Meru Networks has acquired Identity Networks, a specialist in secure guest and device access management, for an undisclosed sum.
According to Meru, it will now be able offer secure, policy-based wired and wireless controls for enterprise customers that require guest access -- hotels or hospitals, for example, that have high guest turnover, or retail locations with constant customer churn, as well as corporate offices needing secure access for employees or temporary visitors.
Identity is based in Manchester, U.K., and was founded in 2006. Its tools offer provisioning and notifications services that give guests their access credentials via e-mail or SMS, and also provide reporting, auditing and policy customization. Part of what's fueling the need for such a technology is the bring-your-own-device (BYOD) trend, said Kamal Anand, senior vice president of product management at Meru.

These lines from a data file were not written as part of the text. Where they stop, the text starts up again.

//! WishLink Core
//!
//! Layered architecture:
//! - domain: lists, tasks and the values derived from them for display
//! - repository: document store abstraction, push subscriptions, in-memory store
//! - controller: view state and the operations the UI invokes
//!
//! Nothing here touches the browser; the frontend injects a [`Platform`].

pub mod config;
pub mod controller;
pub mod domain;
pub mod location;
pub mod platform;
pub mod repository;

pub use config::{ConfigError, FirebaseConfig};
pub use controller::{ListRecord, Phase, TodoController, ViewState, WriteAction};
pub use domain::{
    effective_title, ListId, NewList, NewTask, Progress, SessionId, StoreError, StoreResult,
    Task, TaskId, TodoList, DEFAULT_LIST_TITLE, UNTITLED_LIST_TITLE,
};
pub use location::{list_id_from_location, location_with_list, LocationError, LIST_QUERY_PARAM};
pub use platform::Platform;
pub use repository::{DocumentStore, IdentityProvider, MemoryStore, SnapshotSender, Subscription};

"There's a tsunami of devices into the enterprise," Anand told CRN. "What has changed is that if you look historically in the enterprise, those devices that were there were owned by the enterprise. But now, the devices coming in are owned by whoever's walking in. If IT has to effectively provision all those devices and need to spend a large amount of time doing that, it's very inefficient and not cost effective."
"Guest access" is a broad term, Anand said, as it could refer to anyone from the families of a patient visiting overnight in a hospital, or gamers accessing a temporary network. It's often hard to track the sites' many guest users access in an efficient manner, he explained, but many countries require businesses to do that for legal reasons.
Meru had sought to add the technology via acquisition after realizing time-to-market on in-house development would be too slow, Anand explained. Identity was the best fit.
"The other criteria was that it had to be extremely easy to deploy and manage," he said. "And we are a complete channel-oriented company so we had to make sure the product is very easy to understand and deploy, and can be operated and deployed in 15 minutes."
Identity previously had an OEM relationship with Cisco, powering Cisco's NAC Guest Server product. According to Anand, that agreement with Cisco expired a year ago, and at the time of Identity's acquisition by Meru -- which was closed last week -- the company had no existing OEM partnerships in place.
Another key element of the Identity solution is that it provides a common infrastructure for services for both wired and wireless networks, Anand said. It's also vendor-neutral, and can work with wireless networking products from Cisco, Aruba and other Meru competitors.
"It's a very exciting addition to our portfolio," he said. "It lets the channel sell a solution and elevate their discussion."
Identity's entire team has joined Meru, Anand said, and Identity's Manchester headquarters is now a Meru research and development office. The Identity product will be rebranded as Meru, will run on Meru's service appliances, and will be available through Meru distributors and solution providers as early as October, he added.
Meru has staked its growth on virtualized 802.11n wireless technology, which has gained a healthy channel following in the cutthroat wireless LAN space. Meru has also been busy this year adding to its executive team; Carl Gustin, its new chief marketing officer, joined the company this summer.